As perguntas presentes no texto – como “Quem sofre de insônia?”, “Quem estará acordado agora?” – não têm como objetivo obter respostas, mas sim provocar reflexão e diálogo interno em quem lê. Esse recurso é conhecido na gramática como pergunta retórica.
Pelas gramáticas de referência, como a de Evanildo Bechara, a pergunta retórica é caracterizada por “um enunciado interrogativo que visa provocar reflexão, enfatizar uma emoção ou questão, e não requer resposta literal”. No texto de Lispector, essas perguntas funcionam como convite à empatia e à identificação: estimulam o leitor a refletir sobre o que sente durante a insônia, envolvem-no emocionalmente e instigam novas percepções sobre o tema abordado.

Análise das alternativas incorretas:

A) Esclarecer e informar o leitor sobre as causas da insônia. – Incorreta. Em nenhum momento o texto busca explicar causas clínicas ou objetivas da insônia; ele apenas compartilha uma experiência pessoal da narradora.

C) Persuadir o leitor sobre a verdadeira importância da insônia. – Incorreta. Não há intenção de convencer o leitor sobre a relevância do tema, mas sim de compartilhar sentimentos, sem apelo convencente típico de textos persuasivos.

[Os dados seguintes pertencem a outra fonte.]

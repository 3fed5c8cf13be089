//! In-memory `Loader`/`Saver` backend for tests.
//!
//! - `TestingLoaderSaver::new()` starts with no committed artifact.
//! - Every reader and writer handed out is recorded with its closed flag.
//! - Every committed buffer is kept, in close order.
//! - `fail_next(Fault)` makes the next matching call fail once.

pub mod handles;
pub mod memory;

pub use handles::{TestingReader, TestingWriter};
pub use memory::{Fault, TestingLoaderSaver, MEMORY_ARTIFACT};
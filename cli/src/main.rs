use clap::{Parser, Subcommand};
use fssafe::FileSystemLoaderSaver;
use std::io;
use std::path::PathBuf;
use std::process::ExitCode;

/// Load and atomically replace a single file, keeping one backup
#[derive(Parser)]
#[command(name = "fssafe", version)]
struct Cli {
    /// Log commit steps (overridden by RUST_LOG)
    #[arg(short, long, global = true)]
    verbose: bool,

    #[command(subcommand)]
    command: Command,
}

#[derive(Subcommand)]
enum Command {
    /// Write the current artifact to stdout
    Cat { path: PathBuf },
    /// Replace the artifact with stdin
    Put { path: PathBuf },
    /// Show which generations exist on disk
    Status { path: PathBuf },
}

const EXIT_SUCCESS: u8 = 0;
/// Exit status when `cat` finds no artifact
const EXIT_NOT_FOUND: u8 = 2;

fn run(command: Command) -> Result<u8, Box<dyn std::error::Error>> {
    match command {
        Command::Cat { path } => {
            let store = FileSystemLoaderSaver::new(&path);
            if !cli::cat(&store, &mut io::stdout().lock())? {
                eprintln!("fssafe: {}: no artifact yet", path.display());
                return Ok(EXIT_NOT_FOUND);
            }
        }
        Command::Put { path } => {
            let store = FileSystemLoaderSaver::new(path);
            cli::put(&store, &mut io::stdin().lock())?;
        }
        Command::Status { path } => {
            let store = FileSystemLoaderSaver::new(path);
            for generation in cli::status(store.paths())? {
                println!("{generation}");
            }
        }
    }
    Ok(EXIT_SUCCESS)
}

fn main() -> ExitCode {
    let args = Cli::parse();

    let default_level = if args.verbose { "debug" } else { "warn" };
    tracing_subscriber::fmt()
        .with_writer(io::stderr)
        .with_env_filter(
            tracing_subscriber::EnvFilter::try_from_default_env()
                .unwrap_or_else(|_| tracing_subscriber::EnvFilter::new(default_level)),
        )
        .init();

    match run(args.command) {
        Ok(code) => ExitCode::from(code),
        Err(e) => {
            eprintln!("fssafe: {e}");
            ExitCode::FAILURE
        }
    }
}
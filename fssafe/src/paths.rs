//! Sibling paths used by the filesystem backend
//!
//! For an artifact at `P` the backend touches exactly three paths in the
//! same directory: `P`, `P` + staging suffix, `P` + backup suffix. Suffixes
//! are appended to the whole file name, so `state.json` stages into
//! `state.json.new`, not `state.new`.

use std::ffi::OsString;
use std::path::{Path, PathBuf};

/// Suffix of the in-progress generation
pub const STAGING_SUFFIX: &str = ".new";
/// Suffix of the previous generation
pub const BACKUP_SUFFIX: &str = ".old";

/// The current, staging and backup paths of one artifact
#[derive(Debug, Clone, PartialEq, Eq)]
pub struct GenerationPaths {
    current: PathBuf,
    staging: PathBuf,
    backup: PathBuf,
}

impl GenerationPaths {
    /// Paths with the default `.new` / `.old` suffixes
    #[must_use]
    pub fn new(path: impl Into<PathBuf>) -> Self {
        let current = path.into();
        Self {
            staging: append_suffix(&current, STAGING_SUFFIX),
            backup: append_suffix(&current, BACKUP_SUFFIX),
            current,
        }
    }

    /// Paths with custom suffixes.
    ///
    /// Returns `None` if a suffix is empty or both suffixes are equal, since
    /// then two generations would share a path.
    #[must_use]
    pub fn with_suffixes(path: impl Into<PathBuf>, staging: &str, backup: &str) -> Option<Self> {
        if staging.is_empty() || backup.is_empty() || staging == backup {
            return None;
        }
        let current = path.into();
        Some(Self {
            staging: append_suffix(&current, staging),
            backup: append_suffix(&current, backup),
            current,
        })
    }

    /// Path of the committed artifact
    #[must_use]
    pub fn current(&self) -> &Path {
        &self.current
    }

    /// Path a save writes to before it is committed
    #[must_use]
    pub fn staging(&self) -> &Path {
        &self.staging
    }

    /// Path holding the generation replaced by the last commit
    #[must_use]
    pub fn backup(&self) -> &Path {
        &self.backup
    }
}

fn append_suffix(path: &Path, suffix: &str) -> PathBuf {
    let mut name = OsString::from(path.as_os_str());
    name.push(suffix);
    PathBuf::from(name)
}

#[cfg(test)]
mod tests {
    use super::*;

    #[test]
    fn test_default_suffixes() {
        let paths = GenerationPaths::new("/var/lib/app/state.json");
        assert_eq!(paths.current(), Path::new("/var/lib/app/state.json"));
        assert_eq!(paths.staging(), Path::new("/var/lib/app/state.json.new"));
        assert_eq!(paths.backup(), Path::new("/var/lib/app/state.json.old"));
    }

    #[test]
    fn test_suffix_is_appended_not_substituted() {
        let paths = GenerationPaths::new("db.kdbx");
        assert_eq!(paths.staging(), Path::new("db.kdbx.new"));

        let paths = GenerationPaths::new("noext");
        assert_eq!(paths.backup(), Path::new("noext.old"));
    }

    #[test]
    fn test_custom_suffixes() {
        let paths = GenerationPaths::with_suffixes("a", ".tmp", ".bak").unwrap();
        assert_eq!(paths.staging(), Path::new("a.tmp"));
        assert_eq!(paths.backup(), Path::new("a.bak"));
    }

    #[test]
    fn test_rejects_colliding_suffixes() {
        assert!(GenerationPaths::with_suffixes("a", "", ".old").is_none());
        assert!(GenerationPaths::with_suffixes("a", ".new", "").is_none());
        assert!(GenerationPaths::with_suffixes("a", ".x", ".x").is_none());
    }
}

D) Fortalecer o pressuposto que mantém a temática apresentada. – Incorreta. Apesar de as perguntas colaborarem para a coesão e o amadurecimento das ideias, a principal função delas é provocar a reflexão do leitor, e não reforçar um pressuposto.

Estratégia para provas: Em questões sobre função das perguntas, observe se são esperadas respostas objetivas do leitor (informar ou persuadir) ou se o objetivo é apenas despertar reflexão. Perguntas retóricas costumam indicar esta última função!